__Work to be completed__.
Extract the full set of records, then give each one again exactly.
** Data for review follows **
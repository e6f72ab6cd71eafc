pub mod broadcast_emitter;

pub use broadcast_emitter::BroadcastSyncEmitter;
use serde::{Deserialize, Serialize};
use std::fmt;

/// Remote record status: `concluido` once every slot holds a stored photo.
#[derive(Debug, Clone, Copy, PartialEq, Eq, Hash, Serialize, Deserialize)]
pub enum CompletionStatus {
    #[serde(rename = "em_andamento")]
    InProgress,
    #[serde(rename = "concluido")]
    Completed,
}

impl CompletionStatus {
    pub fn as_str(&self) -> &'static str {
        match self {
            CompletionStatus::InProgress => "em_andamento",
            CompletionStatus::Completed => "concluido",
        }
    }

    pub fn derive(initial: Option<&str>, during: Option<&str>, final_: Option<&str>) -> Self {
        if initial.is_some() && during.is_some() && final_.is_some() {
            CompletionStatus::Completed
        } else {
            CompletionStatus::InProgress
        }
    }

    pub fn parse(value: &str) -> Result<Self, String> {
        match value {
            "em_andamento" => Ok(CompletionStatus::InProgress),
            "concluido" => Ok(CompletionStatus::Completed),
            other => Err(format!("Unknown inspection status: {other}")),
        }
    }
}

impl fmt::Display for CompletionStatus {
    fn fmt(&self, f: &mut fmt::Formatter<'_>) -> fmt::Result {
        write!(f, "{}", self.as_str())
    }
}
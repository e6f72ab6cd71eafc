use super::photo_set::PhotoUrls;
use crate::domain::value_objects::{CompletionStatus, InspectionId, ValveCode};
use chrono::{DateTime, Utc};
use serde::{Deserialize, Serialize};

/// A durably recorded inspection as held by the remote store.
#[derive(Debug, Clone, PartialEq, Eq, Serialize, Deserialize)]
pub struct InspectionRecord {
    pub id: InspectionId,
    pub valve_code: Option<String>,
    pub inspection_date: DateTime<Utc>,
    pub photo_initial_url: Option<String>,
    pub photo_during_url: Option<String>,
    pub photo_final_url: Option<String>,
    pub notes: Option<String>,
    pub status: CompletionStatus,
}

impl InspectionRecord {
    pub fn photo_urls(&self) -> PhotoUrls {
        PhotoUrls {
            initial: self.photo_initial_url.clone(),
            during: self.photo_during_url.clone(),
            final_: self.photo_final_url.clone(),
        }
    }
}

#[derive(Debug, Clone, PartialEq, Eq)]
pub struct NewInspectionRecord {
    pub valve_code: ValveCode,
    pub photos: PhotoUrls,
    pub notes: Option<String>,
    pub status: CompletionStatus,
}

impl NewInspectionRecord {
    /// Builds the insert payload; the status always follows the stored photos.
    pub fn from_uploads(valve_code: ValveCode, photos: PhotoUrls) -> Self {
        let status = photos.completion_status();
        Self {
            valve_code,
            photos,
            notes: None,
            status,
        }
    }
}

/// Partial update; `None` fields are left untouched by the store.
#[derive(Debug, Clone, Default, PartialEq, Eq)]
pub struct InspectionRecordUpdate {
    pub valve_code: Option<ValveCode>,
    pub photos: Option<PhotoUrls>,
    pub notes: Option<Option<String>>,
    pub status: Option<CompletionStatus>,
}

impl InspectionRecordUpdate {
    pub fn from_uploads(valve_code: ValveCode, photos: PhotoUrls) -> Self {
        let status = photos.completion_status();
        Self {
            valve_code: Some(valve_code),
            photos: Some(photos),
            notes: None,
            status: Some(status),
        }
    }
}
//! Row mapping traits and utilities

use crate::error::{QueryError, QueryResult};
use tokio_postgres::Row;
use tokio_postgres::types::FromSql;

/// Trait for converting a database row into a Rust type.
///
/// Implement this by hand (or via a derive in a model layer) for every type
/// fetched through [`SqlQb::fetch_all`](crate::SqlQb::fetch_all) and friends.
pub trait FromRow: Sized {
    /// Convert a row into Self.
    fn from_row(row: &Row) -> QueryResult<Self>;
}

/// Extension trait for Row to provide convenient column access.
pub trait RowExt {
    /// Get a column value by name, mapping failures to [`QueryError::Decode`].
    fn try_get_column<'a, T>(&'a self, column: &str) -> QueryResult<T>
    where
        T: FromSql<'a>;
}

impl RowExt for Row {
    fn try_get_column<'a, T>(&'a self, column: &str) -> QueryResult<T>
    where
        T: FromSql<'a>,
    {
        self.try_get(column)
            .map_err(|e| QueryError::decode(column, e.to_string()))
    }
}

/// Single-column rows decode into the column's value.
macro_rules! impl_from_row_scalar {
    ($($ty:ty),* $(,)?) => {
        $(
            impl FromRow for $ty {
                fn from_row(row: &Row) -> QueryResult<Self> {
                    row.try_get(0).map_err(|e| QueryError::decode("0", e.to_string()))
                }
            }
        )*
    };
}

impl_from_row_scalar!(
    i32,
    i64,
    f64,
    bool,
    String,
    uuid::Uuid,
    chrono::DateTime<chrono::Utc>,
    serde_json::Value,
);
** End of Data for review **
__Solution__.
repository e6f72ab6cd71eafc
pub mod broadcast_emitter;

pub use broadcast_emitter::BroadcastSyncEmitter;
use serde::{Deserialize, Serialize};
use std::fmt;

/// Remote record status: `concluido` once every slot holds a stored photo.
#[derive(Debug, Clone, Copy, PartialEq, Eq, Hash, Serialize, Deserialize)]
pub enum CompletionStatus {
    #[serde(rename = "em_andamento")]
    InProgress,
    #[serde(rename = "concluido")]
    Completed,
}

impl CompletionStatus {
    pub fn as_str(&self) -> &'static str {
        match self {
            CompletionStatus::InProgress => "em_andamento",
            CompletionStatus::Completed => "concluido",
        }
    }

    pub fn derive(initial: Option<&str>, during: Option<&str>, final_: Option<&str>) -> Self {
        if initial.is_some() && during.is_some() && final_.is_some() {
            CompletionStatus::Completed
        } else {
            CompletionStatus::InProgress
        }
    }

    pub fn parse(value: &str) -> Result<Self, String> {
        match value {
            "em_andamento" => Ok(CompletionStatus::InProgress),
            "concluido" => Ok(CompletionStatus::Completed),
            other => Err(format!("Unknown inspection status: {other}")),
        }
    }
}

impl fmt::Display for CompletionStatus {
    fn fmt(&self, f: &mut fmt::Formatter<'_>) -> fmt::Result {
        write!(f, "{}", self.as_str())
    }
}
repository e6f72ab6cd71eafc
use super::photo_set::PhotoUrls;
use crate::domain::value_objects::{CompletionStatus, InspectionId, ValveCode};
use chrono::{DateTime, Utc};
use serde::{Deserialize, Serialize};

/// A durably recorded inspection as held by the remote store.
#[derive(Debug, Clone, PartialEq, Eq, Serialize, Deserialize)]
pub struct InspectionRecord {
    pub id: InspectionId,
    pub valve_code: Option<String>,
    pub inspection_date: DateTime<Utc>,
    pub photo_initial_url: Option<String>,
    pub photo_during_url: Option<String>,
    pub photo_final_url: Option<String>,
    pub notes: Option<String>,
    pub status: CompletionStatus,
}

impl InspectionRecord {
    pub fn photo_urls(&self) -> PhotoUrls {
        PhotoUrls {
            initial: self.photo_initial_url.clone(),
            during: self.photo_during_url.clone(),
            final_: self.photo_final_url.clone(),
        }
    }
}

#[derive(Debug, Clone, PartialEq, Eq)]
pub struct NewInspectionRecord {
    pub valve_code: ValveCode,
    pub photos: PhotoUrls,
    pub notes: Option<String>,
    pub status: CompletionStatus,
}

impl NewInspectionRecord {
    /// Builds the insert payload; the status always follows the stored photos.
    pub fn from_uploads(valve_code: ValveCode, photos: PhotoUrls) -> Self {
        let status = photos.completion_status();
        Self {
            valve_code,
            photos,
            notes: None,
            status,
        }
    }
}

/// Partial update; `None` fields are left untouched by the store.
#[derive(Debug, Clone, Default, PartialEq, Eq)]
pub struct InspectionRecordUpdate {
    pub valve_code: Option<ValveCode>,
    pub photos: Option<PhotoUrls>,
    pub notes: Option<Option<String>>,
    pub status: Option<CompletionStatus>,
}

impl InspectionRecordUpdate {
    pub fn from_uploads(valve_code: ValveCode, photos: PhotoUrls) -> Self {
        let status = photos.completion_status();
        Self {
            valve_code: Some(valve_code),
            photos: Some(photos),
            notes: None,
            status: Some(status),
        }
    }
}
//! Row mapping traits and utilities

use crate::error::{QueryError, QueryResult};
use tokio_postgres::Row;
use tokio_postgres::types::FromSql;

/// Trait for converting a database row into a Rust type.
///
/// Implement this by hand (or via a derive in a model layer) for every type
/// fetched through [`SqlQb::fetch_all`](crate::SqlQb::fetch_all) and friends.
pub trait FromRow: Sized {
    /// Convert a row into Self.
    fn from_row(row: &Row) -> QueryResult<Self>;
}

/// Extension trait for Row to provide convenient column access.
pub trait RowExt {
    /// Get a column value by name, mapping failures to [`QueryError::Decode`].
    fn try_get_column<'a, T>(&'a self, column: &str) -> QueryResult<T>
    where
        T: FromSql<'a>;
}

impl RowExt for Row {
    fn try_get_column<'a, T>(&'a self, column: &str) -> QueryResult<T>
    where
        T: FromSql<'a>,
    {
        self.try_get(column)
            .map_err(|e| QueryError::decode(column, e.to_string()))
    }
}

/// Single-column rows decode into the column's value.
macro_rules! impl_from_row_scalar {
    ($($ty:ty),* $(,)?) => {
        $(
            impl FromRow for $ty {
                fn from_row(row: &Row) -> QueryResult<Self> {
                    row.try_get(0).map_err(|e| QueryError::decode("0", e.to_string()))
                }
            }
        )*
    };
}

impl_from_row_scalar!(
    i32,
    i64,
    f64,
    bool,
    String,
    uuid::Uuid,
    chrono::DateTime<chrono::Utc>,
    serde_json::Value,
);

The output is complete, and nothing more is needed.